Start of Data extracts

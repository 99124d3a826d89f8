//! Generated background assets and frame compositing.
//!
//! Backgrounds arrive asynchronously from a generator service; the slot keeps
//! the currently installed asset and discards results from superseded
//! requests. The compositor places the asset behind the visualization with a
//! cover fit, a bass-driven pulse, and a dark scrim for contrast.

pub mod asset;
pub mod compositor;
pub mod generator;
pub mod slot;

pub use asset::BackgroundAsset;
pub use compositor::{cover_placement, draw_background};
pub use generator::{BackgroundGenerator, GenerateError};
pub use slot::{BackgroundSlot, GenerationToken};
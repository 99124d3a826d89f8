//! Visualization mode system.
//!
//! Each mode turns one frame of spectral data into a retained draw list:
//! - Bars: frequency bars rising from the bottom edge
//! - Symmetry: mirrored bars growing outward from the horizontal center
//! - Waves: oscilloscope polyline over the time-domain samples
//! - Circle: bass-pulsed orb with radial frequency spokes
//! - Particles, Grid: reserved; accepted as settings values, render nothing
//!
//! Every mode is a pure function of (spectrum, settings, bass energy, surface
//! size): no randomness and no state carried across frames.

mod bars;
mod circle;
mod draw;
mod symmetry;
mod waves;

pub use bars::BarsViz;
pub use circle::CircleViz;
pub use draw::{DrawCommand, Paint};
pub use symmetry::SymmetryViz;
pub use waves::WavesViz;

use crate::audio::FrameSpectrum;
use crate::settings::{VisualizerSettings, VizMode};

/// Trait for visualization modes.
pub trait Visualization: Send + Sync {
    /// Mode identifier.
    fn mode(&self) -> VizMode;

    /// Generate the draw list for one frame.
    ///
    /// `width`/`height` are the render-surface dimensions in pixels; all
    /// emitted geometry derives from them and from the clamped settings.
    fn render(
        &self,
        spectrum: &FrameSpectrum,
        settings: &VisualizerSettings,
        bass_energy: f32,
        width: u32,
        height: u32,
    ) -> Vec<DrawCommand>;
}

/// Placeholder for modes without a drawing algorithm yet.
///
/// Renders nothing extra; the background and captions still compose normally.
pub struct PlaceholderViz(pub VizMode);

impl Visualization for PlaceholderViz {
    fn mode(&self) -> VizMode {
        self.0
    }

    fn render(
        &self,
        _spectrum: &FrameSpectrum,
        _settings: &VisualizerSettings,
        _bass_energy: f32,
        _width: u32,
        _height: u32,
    ) -> Vec<DrawCommand> {
        Vec::new()
    }
}

/// Create a visualization instance for a mode.
///
/// This is the single dispatch point; no mode-tagged branching exists
/// anywhere else in the render path.
pub fn create_visualization(mode: VizMode) -> Box<dyn Visualization> {
    match mode {
        VizMode::Bars => Box::new(BarsViz),
        VizMode::Waves => Box::new(WavesViz),
        VizMode::Circle => Box::new(CircleViz),
        VizMode::Symmetry => Box::new(SymmetryViz),
        VizMode::Particles | VizMode::Grid => Box::new(PlaceholderViz(mode)),
    }
}

/// Resolve the fill style for a shape spanning `from`..`to`.
///
/// A two-stop gradient between the primary and secondary color when gradients
/// are enabled, otherwise flat primary color.
pub(crate) fn paint_for(
    settings: &VisualizerSettings,
    from: (f32, f32),
    to: (f32, f32),
) -> Paint {
    if settings.gradient_enabled {
        Paint::Linear {
            from,
            to,
            start: settings.color,
            end: settings.color_secondary,
        }
    } else {
        Paint::Flat(settings.color)
    }
}
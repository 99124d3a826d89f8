//! Track decoding using Symphonia.
//!
//! Tracks arrive either as files on disk or as raw uploaded bytes with a mime
//! type, so both entry points funnel into the same decode routine.

use std::fs::File;
use std::io::Cursor;
use std::path::Path;

use symphonia::core::audio::SampleBuffer;
use symphonia::core::codecs::{DecoderOptions, CODEC_TYPE_NULL};
use symphonia::core::formats::FormatOptions;
use symphonia::core::io::MediaSourceStream;
use symphonia::core::meta::MetadataOptions;
use symphonia::core::probe::Hint;

use thiserror::Error;

/// Errors that can occur while decoding a track.
#[derive(Error, Debug)]
pub enum AudioError {
    #[error("Failed to open audio file: {0}")]
    Io(#[from] std::io::Error),

    #[error("Failed to probe audio format: {0}")]
    Probe(#[from] symphonia::core::errors::Error),

    #[error("No audio track found")]
    NoAudioTrack,

    #[error("Unknown sample rate")]
    UnknownSampleRate,
}

/// A fully decoded track.
#[derive(Debug, Clone)]
pub struct AudioData {
    /// Interleaved samples, f32 normalized to -1.0..1.0.
    pub samples: Vec<f32>,
    /// Sample rate in Hz.
    pub sample_rate: u32,
    /// Number of channels.
    pub channels: usize,
}

impl AudioData {
    /// Duration of the track in seconds.
    pub fn duration(&self) -> f64 {
        if self.sample_rate == 0 || self.channels == 0 {
            return 0.0;
        }
        self.samples.len() as f64 / (self.sample_rate as f64 * self.channels as f64)
    }

    /// Number of sample frames (samples per channel).
    pub fn num_frames(&self) -> usize {
        if self.channels == 0 {
            return 0;
        }
        self.samples.len() / self.channels
    }

    /// Downmix to mono by averaging channels.
    pub fn to_mono(&self) -> Vec<f32> {
        if self.channels <= 1 {
            return self.samples.clone();
        }
        self.samples
            .chunks(self.channels)
            .map(|frame| frame.iter().sum::<f32>() / self.channels as f32)
            .collect()
    }
}

/// Decode a track from a file path.
pub fn load_audio(path: &Path) -> Result<AudioData, AudioError> {
    let file = File::open(path)?;
    let mss = MediaSourceStream::new(Box::new(file), Default::default());

    let mut hint = Hint::new();
    if let Some(ext) = path.extension().and_then(|e| e.to_str()) {
        hint.with_extension(ext);
    }

    decode_stream(mss, hint)
}

/// Decode a track from raw bytes, as received from an upload.
///
/// The mime type (e.g. `audio/mpeg`) narrows format probing when known.
pub fn load_audio_bytes(bytes: Vec<u8>, mime: Option<&str>) -> Result<AudioData, AudioError> {
    let mss = MediaSourceStream::new(Box::new(Cursor::new(bytes)), Default::default());

    let mut hint = Hint::new();
    if let Some(ext) = mime.and_then(extension_for_mime) {
        hint.with_extension(ext);
    }

    decode_stream(mss, hint)
}

fn extension_for_mime(mime: &str) -> Option<&'static str> {
    match mime {
        "audio/mpeg" | "audio/mp3" => Some("mp3"),
        "audio/wav" | "audio/x-wav" | "audio/wave" => Some("wav"),
        "audio/flac" | "audio/x-flac" => Some("flac"),
        "audio/aac" | "audio/mp4" | "audio/x-m4a" => Some("m4a"),
        _ => None,
    }
}

fn decode_stream(mss: MediaSourceStream, hint: Hint) -> Result<AudioData, AudioError> {
    let probed = symphonia::default::get_probe().format(
        &hint,
        mss,
        &FormatOptions::default(),
        &MetadataOptions::default(),
    )?;

    let mut format = probed.format;

    let track = format
        .tracks()
        .iter()
        .find(|t| t.codec_params.codec != CODEC_TYPE_NULL)
        .ok_or(AudioError::NoAudioTrack)?;

    let track_id = track.id;
    let sample_rate = track
        .codec_params
        .sample_rate
        .ok_or(AudioError::UnknownSampleRate)?;
    let channels = track.codec_params.channels.map(|c| c.count()).unwrap_or(2);

    let mut decoder =
        symphonia::default::get_codecs().make(&track.codec_params, &DecoderOptions::default())?;

    let mut samples = Vec::new();
    let mut sample_buf: Option<SampleBuffer<f32>> = None;

    loop {
        let packet = match format.next_packet() {
            Ok(p) => p,
            Err(symphonia::core::errors::Error::IoError(ref e))
                if e.kind() == std::io::ErrorKind::UnexpectedEof =>
            {
                break;
            }
            Err(symphonia::core::errors::Error::ResetRequired) => {
                decoder.reset();
                continue;
            }
            Err(e) => return Err(e.into()),
        };

        if packet.track_id() != track_id {
            continue;
        }

        let decoded = match decoder.decode(&packet) {
            Ok(d) => d,
            // Skip corrupt packets rather than abandoning the whole track
            Err(symphonia::core::errors::Error::DecodeError(_)) => continue,
            Err(e) => return Err(e.into()),
        };

        if sample_buf.is_none() {
            let spec = *decoded.spec();
            let capacity = decoded.capacity() as u64;
            sample_buf = Some(SampleBuffer::new(capacity, spec));
        }

        if let Some(buf) = &mut sample_buf {
            buf.copy_interleaved_ref(decoded);
            samples.extend_from_slice(buf.samples());
        }
    }

    Ok(AudioData {
        samples,
        sample_rate,
        channels,
    })
}
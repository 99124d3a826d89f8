//! Track metadata and the extraction-service seam.
//!
//! The metadata itself comes from an external generative service; this module
//! only defines the structured result, its all-or-nothing JSON parse, and the
//! trait boundary the rest of the pipeline consumes it through.

use serde::{Deserialize, Serialize};
use thiserror::Error;

/// One timed lyric line, `start < end`, seconds from track start.
#[derive(Debug, Clone, PartialEq, Serialize, Deserialize)]
pub struct TranscriptionSegment {
    pub text: String,
    pub start: f64,
    pub end: f64,
}

/// Structured analysis result for one uploaded track.
///
/// Produced once per upload; immutable afterward except for user-edited
/// title/artist overrides.
#[derive(Debug, Clone, Default, PartialEq, Serialize, Deserialize)]
pub struct AudioMetadata {
    pub title: String,
    pub artist: String,
    pub mood: String,
    #[serde(rename = "imagePrompt")]
    pub image_prompt: String,
    pub transcription: Vec<TranscriptionSegment>,
}

impl AudioMetadata {
    /// Parse a service response. All-or-nothing: any missing or malformed
    /// field rejects the whole payload, no partial metadata survives.
    pub fn from_json(raw: &str) -> Result<Self, MetadataError> {
        serde_json::from_str(raw).map_err(MetadataError::MalformedResponse)
    }

    /// Apply a user-edited title override.
    pub fn with_title(mut self, title: impl Into<String>) -> Self {
        self.title = title.into();
        self
    }

    /// Apply a user-edited artist override.
    pub fn with_artist(mut self, artist: impl Into<String>) -> Self {
        self.artist = artist.into();
        self
    }
}

/// Failures of the external metadata extraction call.
#[derive(Debug, Error)]
pub enum MetadataError {
    #[error("No API credential configured")]
    AuthRequired,
    #[error("Service quota exceeded, try again later")]
    QuotaExceeded,
    #[error("Service returned malformed metadata: {0}")]
    MalformedResponse(#[from] serde_json::Error),
    #[error("Transient service failure: {0}")]
    TransientFailure(String),
}

/// Boundary to the external extraction service.
///
/// Implementations receive the raw uploaded bytes and mime type; how the
/// result is obtained (model, prompt, retries) is the implementor's business.
pub trait MetadataService {
    fn analyze(&self, audio: &[u8], mime: &str) -> Result<AudioMetadata, MetadataError>;
}
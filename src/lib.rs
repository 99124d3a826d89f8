//! ChromaBeat Core
//!
//! Audio visualization library for turning music into animated videos.
//!
//! # Features
//!
//! - Audio loading (WAV, MP3, FLAC, AAC) via Symphonia
//! - 256-point FFT spectrum analysis via RustFFT
//! - Frequency-reactive visualization modes (bars, waves, circle, symmetry)
//! - Generated image/video backgrounds with beat-driven pulse compositing
//! - Time-synced caption overlay from transcribed lyrics
//! - Video export via FFmpeg (VP9 WebM, H.264 MP4)

pub mod audio;
pub mod background;
pub mod captions;
pub mod export;
pub mod meta;
pub mod pipeline;
pub mod render;
pub mod settings;
pub mod visuals;

// Re-export commonly used types
pub use audio::{
    bass_energy, load_audio, load_audio_bytes, pulse_scale, AudioData, AudioGraph, FrameSpectrum,
    FrequencyAnalyzer,
};
pub use background::{BackgroundAsset, BackgroundGenerator, BackgroundSlot};
pub use captions::{active_caption, CaptionOverlay};
pub use export::{
    export_track, ExportFormat, ExportPhase, ExportPlan, ExportQuality, ExportReport, Exporter,
};
pub use meta::{AudioMetadata, MetadataService, TranscriptionSegment};
pub use pipeline::{export_file, FrameComposer, PipelineError, RenderLoop};
pub use settings::{parse_hex_color, AspectRatio, FilterKind, VisualizerSettings, VizMode};
pub use visuals::{create_visualization, DrawCommand, Visualization};
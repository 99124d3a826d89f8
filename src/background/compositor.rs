//! Background placement and compositing.

use image::imageops::{self, FilterType};

use super::asset::BackgroundAsset;
use crate::render::Surface;

/// Alpha of the dark scrim layered over the background for contrast.
const SCRIM_ALPHA: u8 = 128;

/// Cover-fit placement of an asset on a surface, scaled about the center by
/// `pulse` (1.0 = no pulse). The shorter asset axis fills the surface exactly
/// at pulse 1.0; the longer axis overflows and is cropped by the blit.
pub fn cover_placement(
    asset_size: (u32, u32),
    surface_size: (u32, u32),
    pulse: f32,
) -> (i64, i64, u32, u32) {
    let (aw, ah) = (asset_size.0.max(1) as f32, asset_size.1.max(1) as f32);
    let (sw, sh) = (surface_size.0 as f32, surface_size.1 as f32);
    let asset_ratio = aw / ah;
    let surface_ratio = sw / sh;

    let (dw, dh) = if surface_ratio > asset_ratio {
        let dw = sw * pulse;
        (dw, dw / asset_ratio)
    } else {
        let dh = sh * pulse;
        (dh * asset_ratio, dh)
    };

    let dx = ((sw - dw) / 2.0).round() as i64;
    let dy = ((sh - dh) / 2.0).round() as i64;
    (dx, dy, dw.max(1.0) as u32, dh.max(1.0) as u32)
}

/// Draw the asset's frame for `time` behind the visualization, then darken
/// it with a half-black scrim. Not-ready assets draw nothing, leaving the
/// cleared surface visible.
pub fn draw_background(surface: &mut Surface, asset: &BackgroundAsset, time: f64, pulse: f32) {
    if !asset.is_ready() {
        return;
    }
    let Some(frame) = asset.frame_at(time) else {
        return;
    };

    let (dx, dy, dw, dh) = cover_placement(frame.dimensions(), surface.dimensions(), pulse);
    let scaled = imageops::resize(frame, dw, dh, FilterType::Triangle);
    surface.blit(&scaled, dx, dy);

    // The scrim scales the channels down directly instead of alpha-blending
    // black over them, so composed frames stay fully opaque.
    let keep = (255 - SCRIM_ALPHA) as u16;
    for pixel in surface.image_mut().pixels_mut() {
        let [r, g, b, a] = pixel.0;
        pixel.0 = [
            (r as u16 * keep / 255) as u8,
            (g as u16 * keep / 255) as u8,
            (b as u16 * keep / 255) as u8,
            a,
        ];
    }
}

#[cfg(test)]
mod tests {
    use super::*;
    use image::{Rgba, RgbaImage};

    #[test]
    fn test_matching_ratio_fills_exactly() {
        let (dx, dy, dw, dh) = cover_placement((160, 90), (1920, 1080), 1.0);
        assert_eq!((dx, dy, dw, dh), (0, 0, 1920, 1080));
    }

    #[test]
    fn test_square_asset_on_widescreen_overflows_vertically() {
        let (dx, dy, dw, dh) = cover_placement((1000, 1000), (1920, 1080), 1.0);
        assert_eq!(dw, 1920);
        assert_eq!(dh, 1920);
        assert_eq!(dx, 0);
        assert_eq!(dy, -420);
    }

    #[test]
    fn test_wide_asset_on_portrait_overflows_horizontally() {
        let (dx, dy, dw, dh) = cover_placement((1920, 1080), (1080, 1920), 1.0);
        assert_eq!(dh, 1920);
        assert!(dw > 1080);
        assert!(dx < 0);
        assert_eq!(dy, 0);
    }

    #[test]
    fn test_pulse_scales_about_center() {
        let (dx, dy, dw, dh) = cover_placement((160, 90), (1920, 1080), 1.04);
        assert_eq!(dw, (1920.0f32 * 1.04) as u32);
        assert_eq!(dh, (1080.0f32 * 1.04) as u32);
        assert!(dx < 0 && dy < 0);
    }

    #[test]
    fn test_not_ready_asset_draws_nothing() {
        let mut surface = Surface::new(16, 16);
        let asset = BackgroundAsset::Video {
            frames: vec![],
            frame_rate: 30.0,
        };
        draw_background(&mut surface, &asset, 0.0, 1.0);
        assert!(surface.pixels().chunks(4).all(|p| p[0] == 0));
    }

    #[test]
    fn test_scrim_darkens_background() {
        let mut surface = Surface::new(8, 8);
        let asset =
            BackgroundAsset::Image(RgbaImage::from_pixel(8, 8, Rgba([200, 200, 200, 255])));
        draw_background(&mut surface, &asset, 0.0, 1.0);
        let [r, _, _, a] = surface.get_pixel(4, 4);
        assert!(r > 80 && r < 120, "scrim should halve brightness, got {r}");
        assert_eq!(a, 255);
        // every pixel stays opaque for the encoder
        assert!(surface.pixels().chunks(4).all(|p| p[3] == 255));
    }
}
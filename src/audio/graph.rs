//! Session-owned audio graph: decoded track plus playback clock.
//!
//! One graph is created per editor session and passed by reference to the
//! frequency analyzer and the render-loop driver. There is no process-wide
//! audio state.

use super::loader::AudioData;

/// Decoded mono track held by the graph.
#[derive(Debug, Clone)]
struct Track {
    samples: Vec<f32>,
    sample_rate: u32,
}

/// Explicitly owned audio graph for one session.
///
/// Holds the mono-downmixed track and the playback position. The analyzer
/// reads sample windows at the playhead; the driver advances the clock.
#[derive(Debug, Default)]
pub struct AudioGraph {
    track: Option<Track>,
    current_time: f64,
    playing: bool,
}

impl AudioGraph {
    pub fn new() -> Self {
        Self::default()
    }

    /// Connect a decoded track, replacing any previous one and rewinding.
    pub fn connect(&mut self, audio: &AudioData) {
        self.track = Some(Track {
            samples: audio.to_mono(),
            sample_rate: audio.sample_rate,
        });
        self.current_time = 0.0;
        self.playing = false;
    }

    /// Disconnect the track and release its samples.
    pub fn disconnect(&mut self) {
        self.track = None;
        self.current_time = 0.0;
        self.playing = false;
    }

    pub fn has_track(&self) -> bool {
        self.track.is_some()
    }

    pub fn sample_rate(&self) -> Option<u32> {
        self.track.as_ref().map(|t| t.sample_rate)
    }

    /// Track duration in seconds, 0.0 when nothing is connected.
    pub fn duration(&self) -> f64 {
        match &self.track {
            Some(t) if t.sample_rate > 0 => t.samples.len() as f64 / t.sample_rate as f64,
            _ => 0.0,
        }
    }

    pub fn current_time(&self) -> f64 {
        self.current_time
    }

    pub fn is_playing(&self) -> bool {
        self.playing
    }

    pub fn play(&mut self) {
        if self.track.is_some() {
            self.playing = true;
        }
    }

    pub fn pause(&mut self) {
        self.playing = false;
    }

    /// Seek to an absolute time, clamped to the track bounds.
    pub fn seek(&mut self, time: f64) {
        self.current_time = time.clamp(0.0, self.duration());
    }

    /// Advance the clock by `dt` seconds while playing.
    ///
    /// Stops at the track end. Returns true while playback continues.
    pub fn advance(&mut self, dt: f64) -> bool {
        if !self.playing {
            return false;
        }
        let end = self.duration();
        self.current_time += dt;
        if self.current_time >= end {
            self.current_time = end;
            self.playing = false;
        }
        self.playing
    }

    /// Sample window of length `len` starting at the playhead.
    ///
    /// Returns None when no track is connected or fewer than `len` samples
    /// remain ahead of the playhead.
    pub fn window_at_playhead(&self, len: usize) -> Option<&[f32]> {
        let track = self.track.as_ref()?;
        let start = (self.current_time * track.sample_rate as f64) as usize;
        let end = start.checked_add(len)?;
        track.samples.get(start..end)
    }
}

End of Data extracts

Check each line of the records above for the word "filename", then give the number of lines that have it, with no other words.

• Solution
3